Report Winter Fish Kills, Enter Duck Stamp Contest

For Feb. 9, 2018


1 – If you see more than 25 dead fish, the state wants to know about it.

The Michigan Department of Natural Resources has created new online form for reporting mass fish kills.

fish-235085_640

Credit: Pixabay

The agency says winter weather can create conditions that cause fish and other other creatures such as turtles, frogs, toads and crayfish to die.

The new online form allows people to report fish kills in quantities of 25 or more.

Officials say a fish kill of that size could have more factors involved that require further investigation.

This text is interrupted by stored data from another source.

#[test]
fn test_noreturn_always_raises_on_return() {
    let ns = Namespace::new("demo");
    let f = Function::new("halt", &ns, |_: &Args| Ok(Value::None)).returns(Hint::NoReturn);
    let f = decorate(&f, &Conf::default()).unwrap();
    let v = violation(f.call(&Args::new()).unwrap_err());
    assert_eq!(v.kind, ViolationKind::Return);
    assert_eq!(v.hint, "NoReturn");

    let g = Function::new("fail", &ns, |_: &Args| Err(Error::from("boom"))).returns(Hint::NoReturn);
    let g = decorate(&g, &Conf::default()).unwrap();
    assert!(matches!(g.call(&Args::new()), Err(Error::Raised(msg)) if msg == "boom"));
}

#[test]
fn test_var_positional_checks_each_argument() {
    let ns = Namespace::new("demo");
    let f = Function::new("total", &ns, |args: &Args| {
        let mut sum = 0;
        for value in &args.positional[1..] {
            if let Value::Int(i) = value {
                sum += i;
            }
        }
        Ok(Value::Int(sum))
    })
    .param(Param::positional("label", Hint::of(&STR)))
    .param(Param::new("values", ParamKind::VarPositional).hinted(Hint::of(&INT)));
    let f = decorate(&f, &Conf::default()).unwrap();

    let ok = Args::new().arg("sum").arg(1).arg(2).arg(3);
    assert_eq!(f.call(&ok).unwrap(), Value::Int(6));

    let bad = Args::new().arg("sum").arg(1).arg("two");
    let v = violation(f.call(&bad).unwrap_err());
    assert_eq!(v.pith_name, "values");
    assert_eq!(v.pith_repr, "'two'");
}

#[test]
fn test_keyword_arguments_are_checked() {
    let ns = Namespace::new("demo");
    let f = Function::new("open", &ns, |_: &Args| Ok(Value::None))
        .param(Param::positional("path", Hint::of(&STR)))
        .param(Param::new("mode", ParamKind::KeywordOnly).hinted(Hint::of(&STR)));
    let f = decorate(&f, &Conf::default()).unwrap();

    assert!(f.call(&Args::new().kwarg("path", "a.txt").kwarg("mode", "r")).is_ok());
    // Unpassed parameters are not checked.
    assert!(f.call(&Args::new().arg("a.txt")).is_ok());

    let v = violation(f.call(&Args::new().arg("a.txt").kwarg("mode", 1)).unwrap_err());
    assert_eq!(v.pith_name, "mode");
}

#[rstest]
#[case(true, false)]
#[case(false, true)]
fn test_numeric_tower(#[case] strict: bool, #[case] accepts_int: bool) {
    let ns = Namespace::new("demo");
    let f = Function::new("half", &ns, |args: &Args| Ok(first(args)))
        .param(Param::positional("x", Hint::of(&FLOAT)));
    let f = decorator(Conf { strict, ..Conf::default() }).decorate(&f).unwrap();
    assert!(f.call_with([Value::Float(0.5)]).is_ok());
    assert_eq!(f.call_with([Value::Int(1)]).is_ok(), accepts_int);
    assert!(f.call_with([Value::str("1")]).is_err());
}

#[test]
fn test_debug_wrappers_keep_source_and_hints() {
    let ns = Namespace::new("demo");
    let f = Function::new("f", &ns, |args: &Args| Ok(first(args)))
        .param(Param::positional("x", Hint::list(Hint::of(&INT))))
        .returns(Hint::of(&INT));

    let plain = decorator(Conf::default()).decorate(&f).unwrap();
    assert!(plain.source().is_none());
    assert!(plain.resolved_hints().is_none());

    let debug = decorator(Conf { is_debug: true, ..Conf::default() }).decorate(&f).unwrap();
    let source = debug.source().unwrap();
    assert!(source.starts_with("def f("));
    assert!(source.contains("isinstance(__hc_pith_root, list)"), "Unexpected source:\n{}", source);
    let hints = debug.resolved_hints().unwrap();
    assert_eq!(hints.keys().collect::<Vec<_>>(), vec!["x", "return"]);
    assert_eq!(hints["return"], Hint::of(&INT));
}

#[rstest]
#[case(true, 1)]
#[case(false, 0)]
fn test_deprecated_hint_warnings(#[case] warn: bool, #[case] expected: usize) {
    let ns = Namespace::new("demo");
    let f = Function::new("f", &ns, |args: &Args| Ok(first(args)))
        .param(Param::positional("x", parse_hint("List[int]", &ns).unwrap()));
    let conf = Conf { warn_on_deprecated_hints: warn, ..Conf::default() };
    let f = decorator(conf).decorate(&f).unwrap();
    assert_eq!(f.warnings().len(), expected);
}

#[test]
fn test_malformed_signatures_are_rejected() {
    let ns = Namespace::new("demo");
    let reserved = Function::new("f", &ns, |args: &Args| Ok(first(args)))
        .param(Param::positional("__hc_func", Hint::of(&INT)));
    assert!(matches!(decorate(&reserved, &Conf::default()), Err(Error::ParamName { .. })));

    let kwargs = Function::new("f", &ns, |args: &Args| Ok(first(args)))
        .param(Param::new("options", ParamKind::VarKeyword).hinted(Hint::of(&INT)));
    assert!(matches!(decorate(&kwargs, &Conf::default()), Err(Error::ParamMalformed { .. })));
}

#[test]
fn test_unsupported_hints_fail_decoration() {
    let ns = Namespace::new("demo");
    let f = Function::new("f", &ns, |args: &Args| Ok(first(args)))
        .param(Param::positional("x", Hint::Opaque("Callable[..., int]".to_string())));
    let err = decorate(&f, &Conf::default()).unwrap_err();
    assert!(err.is_decoration_error());

    let masked = Function::new("f", &ns, |args: &Args| Ok(first(args)))
        .param(Param::positional(
            "x",
            Hint::union([Hint::Any, Hint::Opaque("Callable[..., int]".to_string())]),
        ))
        .returns(Hint::union([Hint::Opaque("42".to_string()), Hint::Any]));
    match decorate(&masked, &Conf::default()) {
        Err(Error::HintUnsupported { hint, .. }) => assert_eq!(hint, "<opaque Callable[..., int]>"),
        other => panic!("expected an unsupported hint, got {:?}", other),
    }
}

#[test]
fn test_validators_run_after_the_type_check() {
    let ns = Namespace::new("demo");
    let positive = Validator::new("positive", |v: &Value| matches!(v, Value::Int(i) if *i > 0));
    let f = Function::new("f", &ns, |args: &Args| Ok(first(args)))
        .param(Param::positional("n", Hint::annotated(Hint::of(&INT), [positive])));
    let f = decorate(&f, &Conf::default()).unwrap();
    assert!(f.call_with([Value::Int(3)]).is_ok());

    let v = violation(f.call_with([Value::Int(-3)]).unwrap_err());
    assert_eq!(v.cause, "int -3 violates validator Is[positive]");
    assert!(f.call_with([Value::str("3")]).is_err());
}

#[test]
fn test_user_text_never_reaches_source_unescaped() {
    let ns = Namespace::new("demo");
    let braces = Validator::new("{pith} > 0", |v: &Value| matches!(v, Value::Int(i) if *i > 0));
    let f = Function::new("f", &ns, |args: &Args| Ok(first(args)))
        .param(Param::positional("a", Hint::literal([Value::str("a:\nb")])))
        .param(Param::positional("b", Hint::literal([Value::str("{pith}")])))
        .param(Param::positional("c", Hint::annotated(Hint::of(&INT), [braces])));
    let f = decorator(Conf { is_debug: true, ..Conf::default() }).decorate(&f).unwrap();

    let source = f.source().unwrap();
    assert!(source.contains(r"'a:\nb'"));
    assert!(!source.contains("== '__hc_pith_root'"));
    assert!(!source.contains("{pith"));

    let args = [Value::str("a:\nb"), Value::str("{pith}"), int(1)];
    assert!(f.call_with(args.clone()).is_ok());
    let v = violation(f.call_with([args[0].clone(), Value::str("x"), int(1)]).unwrap_err());
    assert_eq!(v.pith_name, "b");
    assert_eq!(v.cause, "str 'x' != any of Literal['{pith}']");
}

#[test]
fn test_literal_source_and_check_agree_on_bools() {
    let ns = Namespace::new("demo");
    let f = Function::new("f", &ns, |args: &Args| Ok(first(args)))
        .param(Param::positional("x", Hint::literal([int(1)])));
    let f = decorator(Conf { is_debug: true, ..Conf::default() }).decorate(&f).unwrap();
    assert!(f.source().unwrap().contains("== 1 and isinstance(__hc_pith_root, int)"));

    assert!(f.call_with([Value::Bool(true)]).is_ok());
    assert!(f.call_with([Value::Bool(false)]).is_err());
    assert!(f.call_with([Value::Float(1.0)]).is_err());
}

The Sick or Dead Aquatic Species form can be found in the DNR’s Eyes in the Field application at michigan.gov/eyesinthefield.

2 – A Federal Junior Duck Stamp program uses art and science to teach students in grades K through 12 about the value of wetlands and waterfowl.

By entering the Junior Duck Stamp art contest, students can show off what they’ve learned visually.

Each year, thousands of students across the US enter the contest. In 2017, 230 students in grades K through 12 participated in Michigan.

A total of 100 winners are chosen with one top winner named as the “Best of Show.” The Best of Show’s then compete in a national competition. One image is selected to become the Federal Junior Duck Stamp.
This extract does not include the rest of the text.